The staff there treat every one like Royalty, true your drink won't go empty at Paty'os if you open with a $5 tip, but Ive never felt like I had to tip At TTR I saw someone give our waitress a 500 peso tip and I got the same service with $1 tip, she was happy,
We brought a few hundred dollars in ones for 5 nights and went through it all. We went out of our way to tip when we asked for name brand liquor and actually got it poured, when drinks came quickly at the restaurant (especially keeping water full), housekeeping services (we gave our maid $10 when we asked for more water bottles and she gave us 6!), and we tipped our waiter $25 at the seafood restaurant when we got the best service of the trip from him (he about died when we gave it to him!). We tried tipping first and that didn't work so well - so we switched to rewarding good service and that proved to work better! We also let the bus driver keep the change from the $1 we gave each way, but felt excessive pressure to tip outside the resort where you wouldn't tip in the US (like cashiers/merchants). It is probably the culture there, which is fine, but we found that rewarding service above and beyond expectation worked best, and I think that is the way it should be. Feels good to reward someone for just being a nice, good person of their own free will, and not doing simply what is minimally required of them.

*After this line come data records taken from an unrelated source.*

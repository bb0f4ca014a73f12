//! CLI error types.

use thiserror::Error;
use wealth_core::types::{DataError, LinalgError};
use wealth_models::ModelError;
use wealth_risk::RiskError;
use wealth_simulation::SimulationError;

/// Errors surfaced by CLI commands.
#[derive(Debug, Error)]
pub enum CliError {
    /// Input file does not exist.
    #[error("File not found: {0}")]
    FileNotFound(String),

    /// Reading or writing a file failed.
    #[error("I/O error on {path}: {source}")]
    Io {
        /// File involved
        path: String,
        /// Underlying error
        source: std::io::Error,
    },

    /// A file could not be parsed.
    #[error("Failed to parse {path}: {reason}")]
    Parse {
        /// File involved
        path: String,
        /// Parser message
        reason: String,
    },

    /// Configuration failed validation.
    #[error("Invalid configuration:\n  - {}", .0.join("\n  - "))]
    Config(Vec<String>),

    /// Command-line argument rejected.
    #[error("Invalid argument: {0}")]
    InvalidArgument(String),

    /// Asset or client record rejected.
    #[error(transparent)]
    Data(#[from] DataError),

    /// Factor covariance could not be built.
    #[error(transparent)]
    Linalg(#[from] LinalgError),

    /// Return model rejected.
    #[error(transparent)]
    Model(#[from] ModelError),

    /// Simulation run failed.
    #[error(transparent)]
    Simulation(#[from] SimulationError),

    /// Risk analysis failed.
    #[error(transparent)]
    Risk(#[from] RiskError),

    /// Report serialisation failed.
    #[error(transparent)]
    Json(#[from] serde_json::Error),
}

impl CliError {
    /// Wraps an I/O error with the file it concerns.
    pub fn io(path: impl Into<String>, source: std::io::Error) -> Self {
        Self::Io {
            path: path.into(),
            source,
        }
    }
}

/// Result type for CLI operations.
pub type Result<T> = std::result::Result<T, CliError>;

#[cfg(test)]
mod tests {
    use super::*;

    #[test]
    fn test_config_error_lists_every_message() {
        let err = CliError::Config(vec!["first".into(), "second".into()]);
        let text = err.to_string();
        assert!(text.contains("- first"));
        assert!(text.contains("- second"));
    }

    #[test]
    fn test_wraps_library_errors() {
        let err: CliError = RiskError::EmptySample.into();
        assert!(matches!(err, CliError::Risk(_)));
    }
}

I usually bring a big stack of singles to any all-inclusive I end up at (about $100-150). Fold them up as singles and stuff them in the side of the swimsuit (not front or back...eww). Buck a drink - just like any other bar.
Buck a drink, $2-3 @ breakfast, $3-5 lunch, $5-20 at dinner (depending where we eat), $3-5 /day to housekeeping, $5 to bellboy and $5 for driver. Never felt the need to tip but we do for the amazing service. Only once did we ever have poor service from a waiter but so did every other table he was working...he was too busy chatting up a group of ladies in another section.